1. It gives you a chance to show how hard working you are.
2. It gives the Chef call-in people without overworking their full-time staff.
3. It cuts down on overtime in the kitchen.
4. It gives you a chance to see if this job is right for you.

That being said there are a lot of promises made and not kept in the kitchen. The Chef needs to cover their butt. In some cases they will lead people on in order to get people on call/no benefits to keep the kitchen running smooth. Find out from other employees if they were told the some time you were told and if a full time position materialized. 
I will tell you one thing. I don't know of any Chef that doesn't follow thru and work hard to keep a good employee. Make sure you are a valued asset to the Chef...........ChefBillyB


----------



## pete (Oct 7, 2001)

I agree with what everyone above has said. It could be a tough situation, but if you like it there, and can afford to be part time for awhile, then it might be worth sticking it out for a bit. It will be really important though for you to work your butt off and prove to the chef that you are an invaluable asset and it would be in his best interest to move you to full time. I would say that if that doesn't happen within a few months, then start looking for another job. Once you find one, let the chef know, and if you are really worth it, I would expect an offer of full time employment would be forthcoming.


----------



## factory1 (Feb 17, 2009)

I changed from working as a chef to running my own Catering Equipment co, I just found the hours were killing me. There are plenty of franchise or distributor opportunities out there for ex chefs or people with kitchen experience. Even if you never sold anything before you will be picked because of your knowledge and background. I agree though that if i were to go back into it i would definitely go part time but this would be more for health reasons. There are plenty of well paid jobs going in scotland for chefs if you look hard enough especially highlands and islands.


----------



## Seoul Food (Sep 17, 2018)

Did they give you a written timeline on when you would revisit full time? On a side note I would be worried about getting too much hours as well and basically working as a full timer but no classification which in turn means no benefits.


----------



## celbrise (May 13, 2017)

Seoul Food said:


> Did they give you a written timeline on when you would revisit full time? On a side note I would be worried about getting too much hours as well and basically working as a full timer but no classification which in turn means no benefits.


sadly after 2 days of BS run arounds from the manager i left. felt it was very unprofessional of them to hire me "part time" yet not allowed to clock in or not given a set schedule even when asked. the day after my 2nd day was my day off and was told the manager would put my schedule up the next day obviously i wasn't going to drive down 1 hour per way just to see my schedule so i called, left voice mail and even texted. no reply until 4 days later.

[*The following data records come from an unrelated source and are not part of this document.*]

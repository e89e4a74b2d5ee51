use yew::prelude::*;
use yew_hooks::prelude::*;
use yew_router::prelude::*;

use crate::components::lazy_image::LazyImage;
use crate::contact::form::ContactForm;
use crate::dom;
use crate::motion::hooks::{use_reveal, use_reveal_group};
use crate::motion::reveal::{AnimationKind, RevealOptions};
use crate::Route;

const CARD_STAGGER_MS: u32 = 120;

struct Service {
    icon: &'static str,
    title: &'static str,
    blurb: &'static str,
}

const SERVICES: &[Service] = &[
    Service { icon: "💻", title: "Web Development", blurb: "Fast, accessible sites and web apps built on modern stacks and tuned for search." },
    Service { icon: "📱", title: "Mobile Apps", blurb: "Native-feeling iOS and Android apps from a single, maintainable codebase." },
    Service { icon: "🎨", title: "UI/UX Design", blurb: "Research-led interfaces, design systems and prototypes you can click through." },
    Service { icon: "📈", title: "Digital Marketing", blurb: "Campaigns, analytics and content that turn visitors into customers." },
    Service { icon: "🔍", title: "SEO Optimization", blurb: "Technical audits and content strategy that move you up the results page." },
    Service { icon: "☁️", title: "Cloud Hosting & Maintenance", blurb: "Monitored hosting, backups and updates so your site never goes stale." },
];

struct Project {
    title: &'static str,
    kind: &'static str,
    image: &'static str,
}

const PROJECTS: &[Project] = &[
    Project { title: "Nordic Outdoor Store", kind: "E-commerce", image: "/assets/portfolio/outdoor-store.svg" },
    Project { title: "Clinic Booking App", kind: "Mobile App", image: "/assets/portfolio/clinic-app.svg" },
    Project { title: "Fintech Dashboard", kind: "Web App", image: "/assets/portfolio/fintech-dashboard.svg" },
    Project { title: "Coffee Roastery Rebrand", kind: "Branding", image: "/assets/portfolio/roastery.svg" },
    Project { title: "City Marathon Portal", kind: "Website", image: "/assets/portfolio/marathon.svg" },
    Project { title: "Language Tutor Platform", kind: "Web App", image: "/assets/portfolio/tutor.svg" },
];

struct Testimonial {
    quote: &'static str,
    author: &'static str,
    role: &'static str,
}

const TESTIMONIALS: &[Testimonial] = &[
    Testimonial {
        quote: "They rebuilt our store in six weeks and our conversion rate nearly doubled. Communication was excellent the whole way.",
        author: "Maria Lindqvist",
        role: "Founder, Nordic Outdoor",
    },
    Testimonial {
        quote: "The booking app just works. Patients stopped calling to reschedule and our front desk finally has time to breathe.",
        author: "Dr. Samuel Okafor",
        role: "Director, Riverside Clinic",
    },
    Testimonial {
        quote: "A small team that behaves like a big one. Clear estimates, no surprises, and a product our customers love.",
        author: "Jonas Weber",
        role: "CTO, Ledgerly",
    },
];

the way they ran things from what i saw was just unprofessional. chicken was going out raw, fish going out raw, they were more concerned about quantity versus quality. for a big company i was very disappointed how they ran things.


----------



## Seoul Food (Sep 17, 2018)

celbrise said:


> sadly after 2 days of BS run arounds from the manager i left. felt it was very unprofessional of them to hire me "part time" yet not allowed to clock in or not given a set schedule even when asked. the day after my 2nd day was my day off and was told the manager would put my schedule up the next day obviously i wasn't going to drive down 1 hour per way just to see my schedule so i called, left voice mail and even texted. no reply until 4 days later.
> 
> the way they ran things from what i saw was just unprofessional. chicken was going out raw, fish going out raw, they were more concerned about quantity versus quality. for a big company i was very disappointed how they ran things.


Well sounds like you dodged a bullet. Bot having any time keeping system for employees and not having schedules posted ahead of time can be a big labor no-no so this I'm sure will come back to bite them when someone who knows the laws reports them.


----------



## foodpump (Oct 10, 2005)

Sounds like things were slow, plus they didn’t like the way Celbrise combed her hair—or was it she wore grey socks?

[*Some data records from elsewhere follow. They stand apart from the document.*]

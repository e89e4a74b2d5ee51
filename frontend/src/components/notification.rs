use yew::prelude::*;
use gloo_timers::callback::Timeout;

/// How long a toast stays up before dismissing itself.
pub const TOAST_MS: u32 = 6000;

#[derive(Clone, Copy, Debug, PartialEq, Eq)]
pub enum ToastKind {
    Success,
    Error,
}

#[derive(Clone, Debug, PartialEq)]
pub struct Toast {
    pub kind: ToastKind,
    pub message: String,
}

impl Toast {
    pub fn success(message: impl Into<String>) -> Self {
        Self { kind: ToastKind::Success, message: message.into() }
    }

    pub fn error(message: impl Into<String>) -> Self {
        Self { kind: ToastKind::Error, message: message.into() }
    }
}

#[derive(Properties, PartialEq)]
pub struct NotificationProps {
    pub toast: Option<Toast>,
    pub on_dismiss: Callback<()>,
}

#[function_component(Notification)]
pub fn notification(props: &NotificationProps) -> Html {
    {
        let on_dismiss = props.on_dismiss.clone();
        use_effect_with_deps(
            move |toast: &Option<Toast>| {
                let timeout = toast
                    .as_ref()
                    .map(|_| Timeout::new(TOAST_MS, move || on_dismiss.emit(())));
                move || drop(timeout) // Cancels a pending dismiss
            },
            props.toast.clone(),
        );
    }

    let Some(toast) = props.toast.as_ref() else {
        return html! {};
    };

    let kind_class = match toast.kind {
        ToastKind::Success => "toast-success",
        ToastKind::Error => "toast-error",
    };
    let onclick = {
        let on_dismiss = props.on_dismiss.clone();
        Callback::from(move |_: MouseEvent| on_dismiss.emit(()))
    };

    html! {
        <div class={classes!("toast", kind_class)} role="status">
            <style>
                {r#"
                    @keyframes slideIn {
                        from { transform: translateY(100%); opacity: 0; }
                        to { transform: translateY(0); opacity: 1; }
                    }
                    .toast {
                        position: fixed;
                        right: 2rem;
                        bottom: 2rem;
                        max-width: 360px;
                        display: flex;
                        align-items: flex-start;
                        gap: 1rem;
                        background: rgba(26, 26, 26, 0.95);
                        backdrop-filter: blur(10px);
                        border-radius: 12px;
                        padding: 1rem 1.2rem;
                        box-shadow: 0 16px 32px rgba(0,0,0,0.3);
                        animation: slideIn 0.4s ease-out forwards;
                        z-index: 1100;
                        color: #fff;
                    }
                    .toast-success { border: 1px solid rgba(46, 204, 113, 0.5); }
                    .toast-error { border: 1px solid rgba(231, 76, 60, 0.5); }
                    .toast button {
                        background: none;
                        border: none;
                        color: #999;
                        cursor: pointer;
                        font-size: 1rem;
                    }
                    @media (max-width: 600px) {
                        .toast { left: 1rem; right: 1rem; bottom: 1rem; }
                    }
                "#}
            </style>
            <span class="toast-message">{toast.message.clone()}</span>
            <button {onclick} aria-label="Dismiss">{"✕"}</button>
        </div>
    }
}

In any case it’s all experience, the next p/t interview you’ll know what questions to ask. For me, I forgot to negotiate at least one 8hr shift per week if “ they” wanted me on the schedule as p/t. Took me 3 weeks to figure out that one.....


----------



## celbrise (May 13, 2017)

to follow up with this company if anyone was interested i just recieved my paycheck from them. looked at hours clocked since they didn't allow me to even clock in and out of 30 hours minimum not including my breaks only 8 hours is on the check. 

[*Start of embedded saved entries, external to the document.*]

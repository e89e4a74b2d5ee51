use std::rc::Rc;

use serde::Serialize;
use wasm_bindgen::{JsCast, JsValue};
use yew::prelude::*;

use crate::config;

#[derive(Serialize, Debug, Clone, PartialEq)]
#[serde(tag = "type", rename_all = "snake_case")]
pub enum ReportEvent {
    PageView { path: String },
    Error { message: String, location: Option<String> },
    SearchMiss { anchor: String },
    ContactSubmitted { ok: bool },
}

pub trait ReportSink {
    fn report(&self, event: &ReportEvent);
}

/// Forwards events to `window[REPORT_HOOK]` when the analytics snippet has
/// installed it. Looked up on every call since the snippet loads async.
pub struct WindowSink;

impl ReportSink for WindowSink {
    fn report(&self, event: &ReportEvent) {
        let Some(window) = web_sys::window() else {
            return;
        };
        let hook = match js_sys::Reflect::get(&window, &JsValue::from_str(config::REPORT_HOOK)) {
            Ok(value) => match value.dyn_into::<js_sys::Function>() {
                Ok(function) => function,
                Err(_) => return,
            },
            Err(_) => return,
        };
        let payload = match event.serialize(&serde_wasm_bindgen::Serializer::json_compatible()) {
            Ok(payload) => payload,
            Err(e) => {
                log::debug!("Could not serialize report event: {}", e);
                return;
            }
        };
        if let Err(e) = hook.call1(&JsValue::NULL, &payload) {
            log::debug!("Report hook threw: {:?}", e);
        }
    }
}

pub struct NullSink;

impl ReportSink for NullSink {
    fn report(&self, _event: &ReportEvent) {}
}

/// Handle to the reporting sink, shared through Yew context.
#[derive(Clone)]
pub struct Reporter(Rc<dyn ReportSink>);

impl Reporter {
    pub fn new(sink: impl ReportSink + 'static) -> Self {
        Self(Rc::new(sink))
    }

    pub fn disabled() -> Self {
        Self::new(NullSink)
    }

    pub fn report(&self, event: ReportEvent) {
        log::debug!("report: {:?}", event);
        self.0.report(&event);
    }
}

impl PartialEq for Reporter {
    fn eq(&self, other: &Self) -> bool {
        Rc::ptr_eq(&self.0, &other.0)
    }
}

#[hook]
pub fn use_reporter() -> Reporter {
    use_context::<Reporter>().unwrap_or_else(Reporter::disabled)
}

#[cfg(test)]
mod tests {
    use super::*;
    use serde_json::json;
    use std::cell::RefCell;

    #[derive(Default)]
    struct Recorder(Rc<RefCell<Vec<ReportEvent>>>);

    impl ReportSink for Recorder {
        fn report(&self, event: &ReportEvent) {
            self.0.borrow_mut().push(event.clone());
        }
    }

    #[test]
    fn test_events_carry_type_tag() {
        let event = ReportEvent::SearchMiss { anchor: "pricing".to_string() };
        assert_eq!(
            serde_json::to_value(&event).unwrap(),
            json!({"type": "search_miss", "anchor": "pricing"})
        );

        let event = ReportEvent::Error { message: "boom".to_string(), location: None };
        assert_eq!(
            serde_json::to_value(&event).unwrap(),
            json!({"type": "error", "message": "boom", "location": null})
        );
    }

    #[test]
    fn test_reporter_forwards_to_sink() {
        let events = Rc::new(RefCell::new(Vec::new()));
        let reporter = Reporter::new(Recorder(events.clone()));

        reporter.report(ReportEvent::ContactSubmitted { ok: true });
        reporter.clone().report(ReportEvent::PageView { path: "/team".to_string() });

        assert_eq!(
            *events.borrow(),
            vec![
                ReportEvent::ContactSubmitted { ok: true },
                ReportEvent::PageView { path: "/team".to_string() },
            ]
        );
    }

    #[test]
    fn test_reporter_equality_is_identity() {
        let reporter = Reporter::disabled();
        assert!(reporter == reporter.clone());
        assert!(reporter != Reporter::disabled());
    }
}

i think it is safe to say i dodged a bullet. money is still money so imma take it but for a company to screw me over like that i'll take an easy pass.


----------



## Seoul Food (Sep 17, 2018)

If you can prove you were there for those hours I would call the labor board. Even if you never see a penny from it you may get some satisfaction out of it.


----------



## meezenplaz (Jan 31, 2012)

Agreed, and by the way, in terms of "proof" if you can show the labor board 
a log you kept a log of days and hours worked, thats generally enough
for them to file your case and call those bastids in to labor court. 
Speaking from experience,their reasoning is that if someone goes to 
the trouble of keeping a log, its most likely accurate.


----------



## foodpump (Oct 10, 2005)

Sigh.... I know, 
Playing the devils advocate— or more accurately the employer, 
that’s the way the labour board works here too. Had one S.o.s. ( sack of, uh, excrement) pull that stunt with the labour board here, claimed I owed him over 30 hrs o.t. according to his records. Of course the labour board refuses to honour/acknowledge punch clock records, but this S.o.s. had called in sick most of the time, and when anyone is sick for more than two days I ask them for a doctor’s note. I had a doctor’s note for about 26 of those 30 hours. The labour board decided not to proceed with that case....


----------



## meezenplaz (Jan 31, 2012)

well the problem with time clocks especially the newer computerized ones, is they can be easily altered. And the labor board peeps know this too. It all comes down to credibility, and in my experience most of the labor board people are pretty sharp.


----------



## foodpump (Oct 10, 2005)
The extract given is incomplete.